I'm not sure but maybe it was Heinlein who first thought of powered armor.
Maybe we wouldn't have all that Japanese Gundam without it. Maybe, I don't know.
 
I'm not sure but maybe it was Heinlein who first thought of powered armor.
Maybe we wouldn't have all that Japanese Gundam without it. Maybe, I don't know.

Yeah,

When I read Starship Troopers (or actually listened to the audiobook) the description of the suits was similar to the mecha we would become familiar with: Tranzor Z, Gundam, Robotech, Macross, Super Dimensional Cavalry Southern Cross, Mospeada, etc...

IIRC, in the book 'Robotech: Art 2' Heinlein was cited as one of the inspirations for what became Robotech.
 
Flying mountains, the blind pursuit of science causing ruin, aerial bombardment, virtual reconstructions of historical figures -- Gulliver's Travels by Jonathan Swift, 1726.
 
Flying mountains, the blind pursuit of science causing ruin, aerial bombardment, virtual reconstructions of historical figures -- Gulliver's Travels by Jonathan Swift, 1726.

Yeah, that's pretty interesting.

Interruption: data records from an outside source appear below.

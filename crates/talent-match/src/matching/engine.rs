use serde::{Deserialize, Serialize};

use super::contract::contract_score;
use super::domain::{CandidateId, CandidateProfile, JobOffer, OfferId, RequiredSkill};
use super::experience::{experience_score, required_years};
use super::explanation::{explain, score_formula, ScoreBreakdown};
use super::location::{assess_location, LocationBasis, Place};
use super::skills::{assess_skills, PartialSkillMatch};
use super::weights::{Weights, MATCH_WEIGHTS};

/// Explainable score for one (candidate, offer) pair.
///
/// Built once by [`MatchEngine::calculate_match`] or [`MatchingResult::failed`] and handed out by
/// value; results never share state with each other.
#[derive(Debug, Clone, PartialEq, Serialize, Deserialize)]
#[serde(rename_all = "camelCase")]
pub struct MatchingResult {
    pub offer_id: OfferId,
    pub offer_title: String,
    pub candidate_id: CandidateId,
    pub overall_score: f64,
    pub skills_score: f64,
    pub location_score: f64,
    pub contract_score: f64,
    pub experience_score: f64,
    pub matched_skills: Vec<String>,
    pub partial_skills: Vec<PartialSkillMatch>,
    pub missing_skills: Vec<String>,
    pub location_basis: LocationBasis,
    #[serde(default, skip_serializing_if = "Option::is_none")]
    pub distance_km: Option<f64>,
    pub score_formula: String,
    pub explanation: String,
    #[serde(default, skip_serializing_if = "Option::is_none")]
    pub failure: Option<String>,
}

impl MatchingResult {
    /// Zero-scored result standing in for a pair whose computation could not run.
    pub fn failed(candidate: &CandidateProfile, offer: &JobOffer, reason: impl Into<String>) -> Self {
        let reason = reason.into();
        let scores = ScoreBreakdown {
            skills: 0.0,
            location: 0.0,
            contract: 0.0,
            experience: 0.0,
            overall: 0.0,
        };

        Self {
            offer_id: offer.id,
            offer_title: offer.title.clone(),
            candidate_id: candidate.id,
            overall_score: 0.0,
            skills_score: 0.0,
            location_score: 0.0,
            contract_score: 0.0,
            experience_score: 0.0,
            matched_skills: Vec::new(),
            partial_skills: Vec::new(),
            missing_skills: Vec::new(),
            location_basis: LocationBasis::Unknown,
            distance_km: None,
            score_formula: score_formula(&MATCH_WEIGHTS, &scores),
            explanation: format!("Match could not be computed for this offer: {reason}."),
            failure: Some(reason),
        }
    }

    pub fn is_degraded(&self) -> bool {
        self.failure.is_some()
    }
}

/// Stateless scorer combining the skill, location, contract and experience rules.
#[derive(Debug, Clone)]
pub struct MatchEngine {
    weights: Weights,
}

impl Default for MatchEngine {
    fn default() -> Self {
        Self {
            weights: MATCH_WEIGHTS,
        }
    }
}

impl MatchEngine {
    pub fn new() -> Self {
        Self::default()
    }

    pub fn weights(&self) -> &Weights {
        &self.weights
    }

    pub fn calculate_match(
        &self,
        candidate: &CandidateProfile,
        offer: &JobOffer,
        required_skills: &[RequiredSkill],
    ) -> MatchingResult {
        let skills = assess_skills(&candidate.skills, required_skills);
        let location = assess_location(
            Place {
                text: &candidate.location,
                coordinates: candidate.coordinates,
            },
            Place {
                text: &offer.location,
                coordinates: offer.coordinates,
            },
        );
        let contract = contract_score(&candidate.preferred_contract_types, offer.contract_type);
        let implied_years = required_years(required_skills);
        let experience = experience_score(candidate.years_of_experience, implied_years);

        let overall = self
            .weights
            .combine(skills.score, location.score, contract, experience)
            .clamp(0.0, 100.0);

        let scores = ScoreBreakdown {
            skills: skills.score,
            location: location.score,
            contract,
            experience,
            overall,
        };
        let explanation = explain(
            &scores,
            &skills,
            &location,
            candidate.years_of_experience,
            implied_years,
        );

        MatchingResult {
            offer_id: offer.id,
            offer_title: offer.title.clone(),
            candidate_id: candidate.id,
            overall_score: overall,
            skills_score: skills.score,
            location_score: location.score,
            contract_score: contract,
            experience_score: experience,
            matched_skills: skills.matched,
            partial_skills: skills.partial,
            missing_skills: skills.missing,
            location_basis: location.basis,
            distance_km: location.distance_km,
            score_formula: score_formula(&self.weights, &scores),
            explanation,
            failure: None,
        }
    }
}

I am not big on Swift, did he write anything else other than Gulliver?

He wrote loads of stuff -- much of it satirical. I've read the bowdlerised and original versions of Gulliver's Travels (the original name was Travels into Several Remote Nations of the World, in Four Parts. By Lemuel Gulliver, First a Surgeon, and then a Captain of Several Ships), A Modest Proposal, and a few of his poems.
 
Swift was also one of the earliest documented victims of leaked spoilers. He intended to publish Travels into Several Remote Nations of the World as though it were an actual book of traveller's tales authored by a captain named Lemuel Gulliver, keeping his own authorship secret -- essentially as a hoax. At the time, much of the world was still unknown to Europeans, and real travellers' tales depicted many wild and bizarre things, both real and fabricated by the tellers, so he might've gotten away with it. But the fact that Swift wrote the book was revealed shortly before publication.